-- Opening Marker --

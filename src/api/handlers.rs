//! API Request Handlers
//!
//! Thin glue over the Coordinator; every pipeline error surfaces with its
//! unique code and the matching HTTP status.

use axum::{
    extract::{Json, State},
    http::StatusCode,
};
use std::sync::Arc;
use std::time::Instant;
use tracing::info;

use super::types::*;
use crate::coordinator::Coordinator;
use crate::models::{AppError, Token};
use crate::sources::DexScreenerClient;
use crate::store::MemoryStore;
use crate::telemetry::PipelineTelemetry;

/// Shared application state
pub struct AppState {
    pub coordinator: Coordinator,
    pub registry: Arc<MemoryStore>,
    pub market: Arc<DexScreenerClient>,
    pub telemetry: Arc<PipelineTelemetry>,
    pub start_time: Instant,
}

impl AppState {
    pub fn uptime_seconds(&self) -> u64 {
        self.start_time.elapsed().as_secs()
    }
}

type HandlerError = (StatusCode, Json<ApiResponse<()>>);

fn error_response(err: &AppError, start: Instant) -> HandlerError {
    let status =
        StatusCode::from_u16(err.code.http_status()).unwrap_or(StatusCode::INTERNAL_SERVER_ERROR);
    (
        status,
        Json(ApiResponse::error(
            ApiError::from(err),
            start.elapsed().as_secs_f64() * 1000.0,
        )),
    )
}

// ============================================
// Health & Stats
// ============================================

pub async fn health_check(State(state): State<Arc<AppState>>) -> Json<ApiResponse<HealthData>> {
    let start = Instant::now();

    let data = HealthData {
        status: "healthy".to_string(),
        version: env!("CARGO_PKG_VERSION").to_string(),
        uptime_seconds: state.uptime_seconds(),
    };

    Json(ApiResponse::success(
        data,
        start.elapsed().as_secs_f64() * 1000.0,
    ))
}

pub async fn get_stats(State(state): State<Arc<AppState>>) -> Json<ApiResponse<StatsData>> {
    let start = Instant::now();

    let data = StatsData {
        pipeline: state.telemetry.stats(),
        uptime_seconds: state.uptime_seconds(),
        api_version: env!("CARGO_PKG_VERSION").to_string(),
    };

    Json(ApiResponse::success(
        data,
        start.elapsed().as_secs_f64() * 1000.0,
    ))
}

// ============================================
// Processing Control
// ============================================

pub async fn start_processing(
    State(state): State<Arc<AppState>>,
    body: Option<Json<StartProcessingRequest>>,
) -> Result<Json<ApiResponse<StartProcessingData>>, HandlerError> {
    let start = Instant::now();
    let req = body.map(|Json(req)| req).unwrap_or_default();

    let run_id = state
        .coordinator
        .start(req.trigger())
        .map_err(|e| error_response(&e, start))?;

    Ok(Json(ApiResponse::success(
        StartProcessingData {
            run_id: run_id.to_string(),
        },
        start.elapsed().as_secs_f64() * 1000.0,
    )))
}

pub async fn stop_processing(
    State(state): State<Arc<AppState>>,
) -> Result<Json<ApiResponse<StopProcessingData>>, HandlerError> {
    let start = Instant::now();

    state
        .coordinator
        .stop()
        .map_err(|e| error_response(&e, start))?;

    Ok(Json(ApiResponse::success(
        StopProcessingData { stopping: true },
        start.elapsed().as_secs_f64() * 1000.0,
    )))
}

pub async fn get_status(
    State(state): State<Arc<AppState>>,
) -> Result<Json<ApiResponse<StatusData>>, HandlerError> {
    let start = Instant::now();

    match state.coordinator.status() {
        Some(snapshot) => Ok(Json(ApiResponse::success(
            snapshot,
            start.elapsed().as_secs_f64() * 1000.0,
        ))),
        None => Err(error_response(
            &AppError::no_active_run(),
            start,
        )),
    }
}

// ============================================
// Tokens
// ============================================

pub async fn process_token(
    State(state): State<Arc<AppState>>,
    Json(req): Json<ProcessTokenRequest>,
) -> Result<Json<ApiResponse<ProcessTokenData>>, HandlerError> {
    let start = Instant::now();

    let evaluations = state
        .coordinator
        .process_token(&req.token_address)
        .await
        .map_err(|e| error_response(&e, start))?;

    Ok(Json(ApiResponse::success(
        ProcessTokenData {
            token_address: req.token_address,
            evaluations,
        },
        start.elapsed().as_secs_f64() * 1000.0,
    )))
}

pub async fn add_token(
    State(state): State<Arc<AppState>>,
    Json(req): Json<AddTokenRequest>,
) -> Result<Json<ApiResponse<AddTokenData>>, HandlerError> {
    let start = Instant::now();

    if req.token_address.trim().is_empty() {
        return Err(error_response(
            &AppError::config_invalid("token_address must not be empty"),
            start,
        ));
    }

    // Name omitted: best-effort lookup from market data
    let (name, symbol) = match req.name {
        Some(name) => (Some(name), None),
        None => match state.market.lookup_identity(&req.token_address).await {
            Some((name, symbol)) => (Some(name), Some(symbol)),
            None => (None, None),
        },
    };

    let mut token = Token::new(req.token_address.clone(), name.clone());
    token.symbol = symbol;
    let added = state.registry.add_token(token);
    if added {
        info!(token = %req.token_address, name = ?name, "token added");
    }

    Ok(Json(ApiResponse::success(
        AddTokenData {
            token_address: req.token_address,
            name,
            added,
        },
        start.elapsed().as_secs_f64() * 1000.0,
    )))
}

-- Closing Marker --
-- Opening Marker --

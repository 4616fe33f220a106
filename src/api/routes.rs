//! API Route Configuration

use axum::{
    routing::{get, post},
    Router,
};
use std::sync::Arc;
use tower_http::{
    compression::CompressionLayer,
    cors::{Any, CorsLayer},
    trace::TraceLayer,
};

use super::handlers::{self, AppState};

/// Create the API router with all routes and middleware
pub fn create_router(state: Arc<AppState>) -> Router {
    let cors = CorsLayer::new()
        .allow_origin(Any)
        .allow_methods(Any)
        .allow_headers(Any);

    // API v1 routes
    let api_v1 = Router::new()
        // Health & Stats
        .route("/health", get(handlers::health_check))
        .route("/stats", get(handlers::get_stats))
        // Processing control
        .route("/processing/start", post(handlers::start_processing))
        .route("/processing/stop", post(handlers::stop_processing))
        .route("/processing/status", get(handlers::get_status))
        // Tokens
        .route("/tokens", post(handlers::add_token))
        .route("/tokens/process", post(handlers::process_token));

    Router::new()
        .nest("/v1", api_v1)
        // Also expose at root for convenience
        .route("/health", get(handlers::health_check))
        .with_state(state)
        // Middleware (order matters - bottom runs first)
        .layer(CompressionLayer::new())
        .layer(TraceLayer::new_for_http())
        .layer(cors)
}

-- Closing Marker --

What the exercise asks: Among the lines above, show every one that contains the string "PipelineTelemetry".

Response box:
use crate::telemetry::PipelineTelemetry;
    pub telemetry: Arc<PipelineTelemetry>,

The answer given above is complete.